All lines in the records that carry the string "listener" are to be shown.

--- Data shown Enclosed Below ---

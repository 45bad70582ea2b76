// Profile Gate - HTTP Transport
// Copyright 2026 Joseph Stone - All Rights Reserved
//
// axum adapter around the dispatcher. Derives the caller context from the
// peer address, proxy headers (when trusted) and User-Agent, and lifts the
// intent credential out of its header. Every response carries permissive
// CORS headers so browser-hosted agents can call in.

use crate::config::GateConfig;
use crate::mcp::{error_response, CallerContext, Dispatcher, ProtocolError, SERVER_NAME, SERVER_VERSION};
use anyhow::Context;
use axum::body::{Body, Bytes};
use axum::extract::{ConnectInfo, State};
use axum::http::header::{self, HeaderMap, HeaderValue};
use axum::http::{Method, StatusCode};
use axum::middleware;
use axum::response::{IntoResponse, Response};
use axum::routing::get;
use axum::{Json, Router};
use serde_json::{json, Value};
use std::net::SocketAddr;
use std::sync::Arc;

/// Shared state for every handler
pub struct ServerState {
    pub dispatcher: Arc<Dispatcher>,
    pub config: GateConfig,
}

pub fn router(state: Arc<ServerState>) -> Router {
    Router::new()
        .route("/mcp", get(mcp_info).post(handle_mcp).options(preflight))
        .route("/.well-known/mcp.json", get(discovery).options(preflight))
        .route("/guestbook", get(list_guestbook).post(submit_guestbook).options(preflight))
        .route("/health", get(health))
        .fallback(fallback)
        .layer(middleware::map_response_with_state(Arc::clone(&state), apply_cors))
        .with_state(state)
}

/// Bind and serve until Ctrl-C
pub async fn serve(config: GateConfig, dispatcher: Arc<Dispatcher>) -> anyhow::Result<()> {
    let addr = config.bind_addr()?;
    let state = Arc::new(ServerState { dispatcher, config });
    let app = router(state);

    let listener = tokio::net::TcpListener::bind(addr)
        .await
        .with_context(|| format!("http bind failed on {}", addr))?;
    log::info!("Starting {} v{} on http://{}", SERVER_NAME, SERVER_VERSION, addr);

    axum::serve(listener, app.into_make_service_with_connect_info::<SocketAddr>())
        .with_graceful_shutdown(shutdown_signal())
        .await
        .context("http server failed")
}

async fn shutdown_signal() {
    if let Err(e) = tokio::signal::ctrl_c().await {
        log::warn!("ctrl-c handler failed: {}", e);
        std::future::pending::<()>().await;
    }
    log::info!("shutdown requested");
}

// ============================================================================
// CALLER CONTEXT
// ============================================================================

fn header_text<'a>(headers: &'a HeaderMap, name: &str) -> Option<&'a str> {
    headers
        .get(name)
        .and_then(|v| v.to_str().ok())
        .map(str::trim)
        .filter(|s| !s.is_empty())
}

/// Proxy-reported client address: CF-Connecting-IP, else first X-Forwarded-For hop
fn forwarded_origin(headers: &HeaderMap) -> Option<String> {
    if let Some(ip) = header_text(headers, "cf-connecting-ip") {
        return Some(ip.to_string());
    }
    header_text(headers, "x-forwarded-for")
        .and_then(|v| v.split(',').next())
        .map(str::trim)
        .filter(|s| !s.is_empty())
        .map(str::to_string)
}

pub fn caller_context(config: &GateConfig, peer: SocketAddr, headers: &HeaderMap) -> CallerContext {
    let origin = if config.trust_proxy_headers {
        forwarded_origin(headers).unwrap_or_else(|| peer.ip().to_string())
    } else {
        peer.ip().to_string()
    };
    let client = header_text(headers, header::USER_AGENT.as_str()).unwrap_or("unknown");
    let credential = header_text(headers, &config.intent_header).map(str::to_string);
    CallerContext::new(&origin, client, credential)
}

// ============================================================================
// HANDLERS
// ============================================================================

/// Buffer a request body up to the configured cap. None when it runs over
/// (or the client went away mid-body).
async fn read_body(body: Body, max: usize) -> Option<Bytes> {
    match axum::body::to_bytes(body, max).await {
        Ok(bytes) => Some(bytes),
        Err(e) => {
            log::warn!("request body rejected: {}", e);
            None
        }
    }
}

/// POST /mcp: JSON-RPC, single or batch
async fn handle_mcp(
    State(state): State<Arc<ServerState>>,
    ConnectInfo(peer): ConnectInfo<SocketAddr>,
    headers: HeaderMap,
    body: Body,
) -> Response {
    let Some(body) = read_body(body, state.config.max_body_bytes).await else {
        let err = ProtocolError::InvalidRequest("request body too large".to_string());
        return (StatusCode::PAYLOAD_TOO_LARGE, Json(error_response(Value::Null, &err))).into_response();
    };
    let caller = caller_context(&state.config, peer, &headers);
    match state.dispatcher.handle(&caller, &body).await {
        Some(response) => (StatusCode::OK, Json(response)).into_response(),
        None => StatusCode::ACCEPTED.into_response(),
    }
}

/// GET /mcp: plain-text pointer for humans who wander in
async fn mcp_info(State(state): State<Arc<ServerState>>) -> Response {
    let d = &state.dispatcher;
    let text = format!(
        "{} v{}\n\nThis is a JSON-RPC 2.0 (MCP) endpoint. POST requests here.\n\
         Endpoint: {}\nDiscovery: /.well-known/mcp.json\nTools: {}\n\
         Gated tools unlock after leave_message, or with an intent credential in the {} header.\n",
        SERVER_NAME,
        SERVER_VERSION,
        d.settings().endpoint,
        d.catalog().names().join(", "),
        d.settings().intent_header,
    );
    ([(header::CONTENT_TYPE, "text/plain; charset=utf-8")], text).into_response()
}

/// GET /.well-known/mcp.json
async fn discovery(State(state): State<Arc<ServerState>>) -> Json<Value> {
    Json(state.dispatcher.discovery_document())
}

/// GET /guestbook: public listing, newest first
async fn list_guestbook(State(state): State<Arc<ServerState>>) -> Json<Value> {
    match state.dispatcher.list_guestbook().await {
        Ok(entries) => Json(json!({ "count": entries.len(), "entries": entries })),
        Err(e) => {
            log::error!("guestbook listing failed: {}", e);
            Json(json!({
                "count": 0,
                "entries": [],
                "error": true,
                "message": "guestbook is temporarily unavailable",
            }))
        }
    }
}

/// POST /guestbook: direct submission, leave_message argument shape
async fn submit_guestbook(
    State(state): State<Arc<ServerState>>,
    ConnectInfo(peer): ConnectInfo<SocketAddr>,
    headers: HeaderMap,
    body: Body,
) -> Response {
    let Some(body) = read_body(body, state.config.max_body_bytes).await else {
        return (
            StatusCode::PAYLOAD_TOO_LARGE,
            Json(json!({ "error": "payload_too_large", "message": "request body too large" })),
        )
            .into_response();
    };
    let fields = match serde_json::from_slice::<Value>(&body) {
        Ok(Value::Object(map)) => map,
        _ => {
            return (
                StatusCode::BAD_REQUEST,
                Json(json!({ "error": "invalid_request", "message": "body must be a JSON object" })),
            )
                .into_response();
        }
    };

    let caller = caller_context(&state.config, peer, &headers);
    state.dispatcher.prime(&caller);
    match state.dispatcher.submit_message(&caller, &fields).await {
        Ok(result) => (StatusCode::CREATED, Json(result)).into_response(),
        Err(ProtocolError::InvalidParams(message)) => (
            StatusCode::BAD_REQUEST,
            Json(json!({ "error": "invalid_params", "message": message })),
        )
            .into_response(),
        Err(e) => {
            log::error!("guestbook submission failed: {}", e);
            (
                StatusCode::SERVICE_UNAVAILABLE,
                Json(json!({ "error": "unavailable", "message": "guestbook is temporarily unavailable" })),
            )
                .into_response()
        }
    }
}

async fn health(State(state): State<Arc<ServerState>>) -> Json<Value> {
    Json(json!({
        "status": "ok",
        "sessions": state.dispatcher.sessions().len(),
        "version": SERVER_VERSION,
    }))
}

async fn preflight() -> StatusCode {
    StatusCode::NO_CONTENT
}

async fn fallback(method: Method) -> Response {
    if method == Method::OPTIONS {
        return StatusCode::NO_CONTENT.into_response();
    }
    (StatusCode::NOT_FOUND, Json(json!({ "error": "not_found" }))).into_response()
}

async fn apply_cors(State(state): State<Arc<ServerState>>, mut response: Response) -> Response {
    let headers = response.headers_mut();
    headers.insert(header::ACCESS_CONTROL_ALLOW_ORIGIN, HeaderValue::from_static("*"));
    headers.insert(
        header::ACCESS_CONTROL_ALLOW_METHODS,
        HeaderValue::from_static("GET, POST, OPTIONS"),
    );
    let allowed = format!("content-type, accept, user-agent, {}", state.config.intent_header);
    if let Ok(value) = HeaderValue::from_str(&allowed) {
        headers.insert(header::ACCESS_CONTROL_ALLOW_HEADERS, value);
    }
    headers.insert(header::ACCESS_CONTROL_MAX_AGE, HeaderValue::from_static("86400"));
    response
}

// ============================================================================
// TESTS
// ============================================================================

--- End of Enclosed Data shown ---

- **Response**
    let listener = tokio::net::TcpListener::bind(addr)
    axum::serve(listener, app.into_make_service_with_connect_info::<SocketAddr>())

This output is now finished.